Desenvolvimento alternativo como uma estratégia em longo prazo contra cultivos ilícitos
O foco temático do Relatório Mundial sobre Drogas de 2015 é o desenvolvimento alternativo, uma estratégia em longo prazo que visa desenvolver fontes alternativas de renda para camponeses que dependem do cultivo de drogas ilícitas. Essa atividade é impulsionada por vários fatores, incluindo a marginalização, a falta de segurança e a situação política e social das comunidades rurais. O desenvolvimento alternativo visa reduzir essas vulnerabilidades e, enfim, eliminar o cultivo de drogas ilícitas.

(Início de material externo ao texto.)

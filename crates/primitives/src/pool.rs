//! Liquidity pool balances, as far as the custody core needs them.
//!
//! The swap curve itself lives outside this core; only spot conversion and the balance
//! adjustments made by fee and slash accounting happen here.

use serde::{Deserialize, Serialize};

use crate::{
    asset::Asset,
    types::{mul_div, Amount},
};

/// Balances of a pool pairing the native asset with `asset`.
#[derive(Debug, Clone, PartialEq, Eq, Serialize, Deserialize)]
pub struct Pool {
    /// The non-native asset of the pair.
    pub asset: Asset,

    /// Native-asset depth.
    pub balance_native: Amount,

    /// Asset depth.
    pub balance_asset: Amount,
}

impl Pool {
    /// Creates a new pool.
    pub const fn new(asset: Asset, balance_native: Amount, balance_asset: Amount) -> Self {
        Self {
            asset,
            balance_native,
            balance_asset,
        }
    }

    /// Returns whether the pool has depth on both sides.
    pub const fn is_empty(&self) -> bool {
        self.balance_native == 0 || self.balance_asset == 0
    }

    /// Spot value of `amount` of the asset in the native asset.
    pub fn asset_value_in_native(&self, amount: Amount) -> Amount {
        if self.is_empty() {
            return 0;
        }
        mul_div(amount, self.balance_native, self.balance_asset)
    }

    /// Spot value of `amount` of the native asset in the pool's asset.
    pub fn native_value_in_asset(&self, amount: Amount) -> Amount {
        if self.is_empty() {
            return 0;
        }
        mul_div(amount, self.balance_asset, self.balance_native)
    }
}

Mais de 40 anos de experiência tem demonstrado que essa abordagem funciona quando existe uma visão em longo prazo, financiamento adequado e suporte político para integrar o tema em um desenvolvimento mais amplo e na agenda de governança. A comercialização de produtos lícitos, a posse de terra e o gerenciamento e uso sustentável da terra são cruciais para o sucesso em longo prazo das intervenções do desenvolvimento alternativo.
“Infelizmente, o Relatório Mundial sobre Drogas desse ano também demonstra que o suporte político amplamente difundido para o desenvolvimento alternativo não tem sido seguido pelo suporte financeiro”, acrescenta o Fedotov, enquanto pede para que a responsabilidade quanto às drogas ilícitas seja compartilhada.
O financiamento proveniente dos países da OCDE para apoiar o desenvolvimento alternativo diminuiu em torno de 71% entre 2009 e 2013, totalizando apenas 0,1% da assistência para o desenvolvimento global. O diretor executivo do UNODC observou que, na direção da Sessão Especial da Assembleia Geral da ONU do próximo ano sobre o problema das drogas, a Agenda de Desenvolvimento pós-2015 da comunidade internacional pode ajudar a promover esforços de desenvolvimento alternativo, o qual amplia intervenções com relação a oferta e a demanda de drogas.